17. MISCELLANEOUS.                                                                                       

a. This Agreement constitutes the entire agreement between WebBooks Software and You, and expressly supersedes any prior or contemporaneous written or oral agreements between the parties regarding the subject matter hereof, including without limitation any unilateral offer, purchase order or other similar instrument in writing. This Agreement may not be amended, altered or changed except by a written agreement signed by both parties.

b. In the event that any court having jurisdiction shall determine that any provision contained in this Agreement is unreasonable or unenforceable in any respect, then such provision shall be deemed limited to the extent that such court deems it reasonable and enforceable, and as so limited shall remain in full force and effect. In the event that such court shall deem any such provision wholly unenforceable, the remaining provisions of this Agreement shall nevertheless remain in full force and effect.

c. Your rights in this Agreement are personal and are not assignable. WebBooks Software may assign its rights and obligations under this Agreement to third parties.

d. This Agreement will be governed by and construed in accordance with the laws of the State of South Australia, excluding (i) its principles of conflict laws; (ii) the United Nations Convention on Contracts for the International Sale of Goods; (iii) the 1974 Convention on the Limitation Period in the International Sale of Goods; (iv) the Protocol amending the 1874 Convention, done at Vienna April 11, 1980; and (v) the Uniform Computer Information Transactions Act (UCITA). To the fullest extent permitted by law and consistent with valid entry into a binding agreement, the controlling language of this Agreement is English and any translation you have received has been provided solely for your convenience. In the event You have entered into this Agreement by means of the display of a translated version of this Agreement in a language other than English, You may request a English language version of this Agreement by notice to WebBooks Software. To the fullest extent permitted by law, all correspondence and communication between You and WebBooks Software under this Agreement must be in the English language.

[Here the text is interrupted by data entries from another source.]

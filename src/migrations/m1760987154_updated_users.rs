//! Opens the users collection to every authenticated account.

use super::Migration;
use crate::error::ApiResult;
use crate::rule::Operation;
use crate::schema::{AuthOptions, CollectionOptions, USERS_COLLECTION_ID};
use crate::store::{Database, SchemaDao};

const AUTHENTICATED: &str = "@request.auth.id != \"\"";
const SELF_ONLY: &str = "id = @request.auth.id";

pub fn migration() -> Migration {
    Migration {
        key: 1760987154,
        name: "1760987154_updated_users",
        up,
        down,
    }
}

fn options(manage_rule: Option<&str>) -> CollectionOptions {
    CollectionOptions::Auth(AuthOptions {
        allow_email_auth: true,
        allow_oauth2_auth: true,
        allow_username_auth: true,
        except_email_domains: None,
        manage_rule: manage_rule.map(String::from),
        min_password_length: 8,
        only_email_domains: None,
        only_verified: false,
        require_email: false,
    })
}

fn up(db: &mut Database) -> ApiResult<()> {
    let mut collection = db.find_collection_by_name_or_id(USERS_COLLECTION_ID)?;
    collection.set_all_rules(Some(AUTHENTICATED));
    collection.options = options(Some(AUTHENTICATED));
    db.save_collection(collection)
}

fn down(db: &mut Database) -> ApiResult<()> {
    let mut collection = db.find_collection_by_name_or_id(USERS_COLLECTION_ID)?;
    collection.set_all_rules(Some(SELF_ONLY));
    collection.set_rule(Operation::Create, Some(""));
    collection.options = options(None);
    db.save_collection(collection)
}
use anyhow::Result;
use chrono::{DateTime, Utc};
use serde::Serialize;
use std::fs::{File, OpenOptions};
use std::io::Write;
use std::path::{Path, PathBuf};

/// Append-only JSONL log of access decisions and mutations.
///
/// A disabled log accepts every call and writes nothing.
pub struct AuditLog {
    pub path: Option<PathBuf>,
    session_id: String,
    actor: Option<String>,
    file: Option<File>,
}

#[derive(Serialize)]
struct Event<'a> {
    ts: DateTime<Utc>,
    session_id: &'a str,
    #[serde(skip_serializing_if = "Option::is_none")]
    actor: Option<&'a str>,
    #[serde(rename = "type")]
    event_type: &'a str,
    #[serde(flatten)]
    data: serde_json::Value,
}

impl AuditLog {
    pub fn new(path: &Path, session_id: &str) -> Result<Self> {
        if let Some(parent) = path.parent() {
            std::fs::create_dir_all(parent)?;
        }
        let file = OpenOptions::new().create(true).append(true).open(path)?;

        Ok(Self {
            path: Some(path.to_path_buf()),
            session_id: session_id.to_string(),
            actor: None,
            file: Some(file),
        })
    }

    pub fn disabled() -> Self {
        Self {
            path: None,
            session_id: String::new(),
            actor: None,
            file: None,
        }
    }

    /// Record who is acting for subsequent events
    pub fn set_actor(&mut self, actor: Option<&str>) {
        self.actor = actor.map(String::from);
    }

    pub fn log(&mut self, event_type: &str, data: serde_json::Value) -> Result<()> {
        let Some(file) = self.file.as_mut() else {
            return Ok(());
        };
        let event = Event {
            ts: Utc::now(),
            session_id: &self.session_id,
            actor: self.actor.as_deref(),
            event_type,
            data,
        };
        let line = serde_json::to_string(&event)?;
        writeln!(file, "{}", line)?;
        file.flush()?;
        Ok(())
    }

    /// Log the outcome of a rule check
    pub fn rule_decision(
        &mut self,
        collection: &str,
        operation: &str,
        decision: &str,
        record_id: Option<&str>,
    ) -> Result<()> {
        self.log(
            "rule_decision",
            serde_json::json!({
                "collection": collection,
                "operation": operation,
                "decision": decision,
                "record_id": record_id,
            }),
        )
    }

    pub fn record_created(&mut self, collection: &str, record_id: &str) -> Result<()> {
        self.log(
            "record_created",
            serde_json::json!({ "collection": collection, "record_id": record_id }),
        )
    }

    pub fn record_updated(&mut self, collection: &str, record_id: &str) -> Result<()> {
        self.log(
            "record_updated",
            serde_json::json!({ "collection": collection, "record_id": record_id }),
        )
    }

    /// Log a deleted row; `cascade` names the row whose deletion caused it
    pub fn record_deleted(
        &mut self,
        collection: &str,
        record_id: &str,
        cascade: Option<&str>,
    ) -> Result<()> {
        self.log(
            "record_deleted",
            serde_json::json!({
                "collection": collection,
                "record_id": record_id,
                "cascade_from": cascade,
            }),
        )
    }

    /// Log a migration unit applied (`up`) or reverted (`down`)
    pub fn migration(&mut self, direction: &str, key: u64, name: &str) -> Result<()> {
        self.log(
            "migration",
            serde_json::json!({
                "direction": direction,
                "key": key,
                "name": name,
            }),
        )
    }

    pub fn login(&mut self, collection: &str, email: &str, ok: bool) -> Result<()> {
        self.log(
            "login",
            serde_json::json!({
                "collection": collection,
                "email": email,
                "ok": ok,
            }),
        )
    }

    pub fn logout(&mut self, email: Option<&str>) -> Result<()> {
        self.log("logout", serde_json::json!({ "email": email }))
    }
}

#[cfg(test)]
mod tests {
    use super::*;

    fn read_lines(path: &Path) -> Vec<serde_json::Value> {
        std::fs::read_to_string(path)
            .unwrap()
            .lines()
            .map(|l| serde_json::from_str(l).unwrap())
            .collect()
    }

    #[test]
    fn test_events_are_jsonl() {
        let dir = tempfile::tempdir().unwrap();
        let path = dir.path().join("audit").join("s1.jsonl");
        let mut log = AuditLog::new(&path, "s1").unwrap();
        log.rule_decision("audio_files", "view", "deny", Some("r1"))
            .unwrap();
        log.set_actor(Some("ana@example.com"));
        log.record_created("audio_files", "r2").unwrap();

        let events = read_lines(&path);
        assert_eq!(events.len(), 2);
        assert_eq!(events[0]["type"], "rule_decision");
        assert_eq!(events[0]["session_id"], "s1");
        assert_eq!(events[0]["decision"], "deny");
        assert!(events[0].get("actor").is_none());
        assert_eq!(events[1]["actor"], "ana@example.com");
        assert_eq!(events[1]["record_id"], "r2");
    }

    #[test]
    fn test_appends_across_opens() {
        let dir = tempfile::tempdir().unwrap();
        let path = dir.path().join("s.jsonl");
        AuditLog::new(&path, "a")
            .unwrap()
            .migration("up", 1, "1_first")
            .unwrap();
        AuditLog::new(&path, "b").unwrap().logout(None).unwrap();
        let events = read_lines(&path);
        assert_eq!(events.len(), 2);
        assert_eq!(events[0]["direction"], "up");
        assert_eq!(events[1]["session_id"], "b");
    }

    #[test]
    fn test_disabled_writes_nothing() {
        let mut log = AuditLog::disabled();
        assert!(log.login("users", "x@y.z", false).is_ok());
        assert!(log.path.is_none());
    }
}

e. The parties agree that any claim, controversy or dispute arising out of or relating to this Agreement shall be settled by final and binding arbitration to be conducted by an arbitration tribunal in Adelaide, South Australia, and the decision of the arbitrator(s) shall be binding; provided that WebBooks Software may bring or defend an action: (i) involving allegations of personal injury to a third party; or (ii) for injunctive or other equitable or extraordinary relief, in a court of law.

f. The remedies provided in this Agreement and otherwise at law or in equity are cumulative and not exclusive. The failure by either party to exercise any right or remedy under this Agreement or otherwise available at law or in equity will not be deemed a waiver of any subsequent right or remedy.

g. No person or entity who is not a party to this Agreement shall derive any rights whatsoever hereunder as a third party beneficiary of this Agreement.

18. ACCEPTANCE.                                                                                               

You acknowledge that You have read the terms and conditions of this Agreement and hereby agree to be bound by the terms hereof. Your acknowledgement of this Agreement will also serves as acknowledgement and agreement to be bound by the terms enumerated in Section 3 (Fees and Charges) of this Agreement regarding Fees, such Fees having been made known and agreed upon prior to the acceptance of this Agreement. This Agreement will become effective upon Your acceptance by electronic acknowledgment on the Web Services Web site. Each time You log into the Web Services, You are reaffirming continued acceptance of this Agreement and the Fees.